Chinese universities are sending students home as the ruling Communist Party tightens anti-virus controls and tries to prevent more protests after crowds angered by its severe “zero COVID” restrictions called for President Xi Jinping to resign in the biggest show of public dissent in decades.

With police out in force, there was no word of protests Tuesday in Beijing, Shanghai or other major cities.

Some anti-virus restrictions were eased Monday in a possible effort to defuse public anger following the weekend protests in at least eight cities. But the ruling party affirmed its “zero COVID” strategy, which has confined millions of people to their homes in an attempt to isolate every infection.

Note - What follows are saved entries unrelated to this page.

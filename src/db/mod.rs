//! Database module for the Movie Catalog API
//!
//! Provides the MongoDB connection handle, index setup, health checks and the
//! store traits the pipelines depend on. The concrete MongoDB implementations
//! of those traits live in [`repository`].

pub mod repository;

use async_trait::async_trait;
use chrono::{DateTime, Utc};
use mongodb::bson::{doc, oid::ObjectId};
use mongodb::options::{ClientOptions, IndexOptions};
use mongodb::{Client, IndexModel};
use thiserror::Error;
use tracing::info;

use crate::auth::PlainPassword;
use crate::models::{Movie, MoviePatch, NewUser, User};

/// Collection holding movie documents
pub const MOVIES_COLLECTION: &str = "movies";

/// Collection holding user documents
pub const USERS_COLLECTION: &str = "users";

/// Persistence store errors
#[derive(Error, Debug)]
pub enum StoreError {
    #[error("MongoDB error: {0}")]
    Mongo(#[from] mongodb::error::Error),

    #[error("Failed to encode document: {0}")]
    Encode(#[from] mongodb::bson::ser::Error),

    #[error("Failed to decode document: {0}")]
    Decode(#[from] mongodb::bson::de::Error),

    #[error("Malformed id `{0}`")]
    InvalidId(String),

    #[error("Duplicate value for {0}")]
    Duplicate(String),

    #[error("Password hashing failed: {0}")]
    Hashing(String),

    #[error("Store unavailable: {0}")]
    Unavailable(String),
}

/// Result type for store operations
pub type StoreResult<T> = Result<T, StoreError>;

/// Parse a hex id into an `ObjectId`
pub fn parse_object_id(id: &str) -> StoreResult<ObjectId> {
    ObjectId::parse_str(id).map_err(|_| StoreError::InvalidId(id.to_string()))
}

/// Fresh hex id for a document about to be inserted
pub fn new_object_id() -> String {
    ObjectId::new().to_hex()
}

/// Movie persistence
#[async_trait]
pub trait MovieStore: Send + Sync {
    /// Every movie in the collection
    async fn all_movies(&self) -> StoreResult<Vec<Movie>>;

    /// Movies whose `addedBy` is `owner_id`
    async fn movies_by_owner(&self, owner_id: &str) -> StoreResult<Vec<Movie>>;

    async fn find_movie(&self, id: &str) -> StoreResult<Option<Movie>>;

    async fn insert_movie(&self, movie: &Movie) -> StoreResult<()>;

    /// `$set` the supplied fields and `updatedAt`, returning the updated document
    async fn update_movie(
        &self,
        id: &str,
        patch: MoviePatch,
        updated_at: DateTime<Utc>,
    ) -> StoreResult<Option<Movie>>;

    /// Returns whether a document was removed
    async fn delete_movie(&self, id: &str) -> StoreResult<bool>;

    /// Ids of movies without an `addedBy` reference
    async fn orphan_movie_ids(&self) -> StoreResult<Vec<String>>;

    async fn set_owner(&self, movie_id: &str, owner_id: &str) -> StoreResult<bool>;

    async fn ping(&self) -> StoreResult<()>;
}

/// User persistence
///
/// Implementations hash [`PlainPassword`] values right before they are
/// written; nothing else in the crate ever produces a stored hash.
#[async_trait]
pub trait UserStore: Send + Sync {
    async fn create_user(&self, user: NewUser) -> StoreResult<User>;

    async fn find_user_by_email(&self, email: &str) -> StoreResult<Option<User>>;

    async fn find_user_by_id(&self, id: &str) -> StoreResult<Option<User>>;

    /// Ids of every user, used by the owner backfill
    async fn user_ids(&self) -> StoreResult<Vec<String>>;

    async fn set_password(&self, id: &str, password: PlainPassword) -> StoreResult<bool>;

    async fn set_profile_photo(&self, id: &str, url: &str) -> StoreResult<Option<User>>;

    async fn delete_user(&self, id: &str) -> StoreResult<bool>;
}

/// MongoDB database handle
#[derive(Clone)]
pub struct Database {
    db: mongodb::Database,
}

impl Database {
    /// Connect to MongoDB
    ///
    /// # Arguments
    /// * `uri` - MongoDB connection string
    /// * `database_name` - Database holding the catalog collections
    pub async fn new(uri: &str, database_name: &str) -> StoreResult<Self> {
        let mut options = ClientOptions::parse(uri).await?;
        options.app_name = Some("movie-catalog".to_string());

        let client = Client::with_options(options)?;
        let db = client.database(database_name);

        Ok(Self { db })
    }

    /// Get a reference to the underlying database
    pub fn inner(&self) -> &mongodb::Database {
        &self.db
    }

    /// Create the indexes the catalog relies on
    ///
    /// Creating an index that already exists is a no-op, so this runs on every start.
    pub async fn ensure_indexes(&self) -> StoreResult<()> {
        let movies = self.db.collection::<Movie>(MOVIES_COLLECTION);
        movies
            .create_indexes(
                [
                    IndexModel::builder()
                        .keys(doc! { "imdbID": 1 })
                        .options(
                            IndexOptions::builder()
                                .unique(true)
                                .sparse(true)
                                .build(),
                        )
                        .build(),
                    IndexModel::builder().keys(doc! { "addedBy": 1 }).build(),
                ],
                None,
            )
            .await?;

        let users = self.db.collection::<User>(USERS_COLLECTION);
        let unique = || IndexOptions::builder().unique(true).build();
        users
            .create_indexes(
                [
                    IndexModel::builder()
                        .keys(doc! { "username": 1 })
                        .options(unique())
                        .build(),
                    IndexModel::builder()
                        .keys(doc! { "email": 1 })
                        .options(unique())
                        .build(),
                ],
                None,
            )
            .await?;

        info!("MongoDB indexes ensured");
        Ok(())
    }

    /// Check database health with a `ping` command
    pub async fn health_check(&self) -> StoreResult<()> {
        self.db
            .run_command(doc! { "ping": 1 }, None)
            .await
            .map_err(|e| StoreError::Unavailable(e.to_string()))?;
        Ok(())
    }
}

Tsinghua University, Xi’s alma mater, where students protested Sunday, and other schools in Beijing and the southern province of Guangdong said they were protecting students from COVID-19. But dispersing them to far-flung hometowns also reduces the likelihood of more activism following protests at campuses last weekend.

Some universities arranged buses to take students to train stations. They said classes and final exams would be conducted online.

“We will arrange for willing students to return to their hometowns,” Beijing Forestry University said on its website. It said its faculty and students all tested negative for the virus.

Authorities have ordered mass testing and imposed other controls in areas across China following a spike in infections. But the move to disperse students was unusual at a time when many cities are telling the public to avoid travel and imposing controls on movement.

In Hong Kong, about 50 students from mainland China protested Monday at the Chinese University of Hong Kong in a show of support for people on the mainland. They lit candles and chanted, “No PCR tests but freedom!” and “Oppose dictatorship, don’t be slaves!”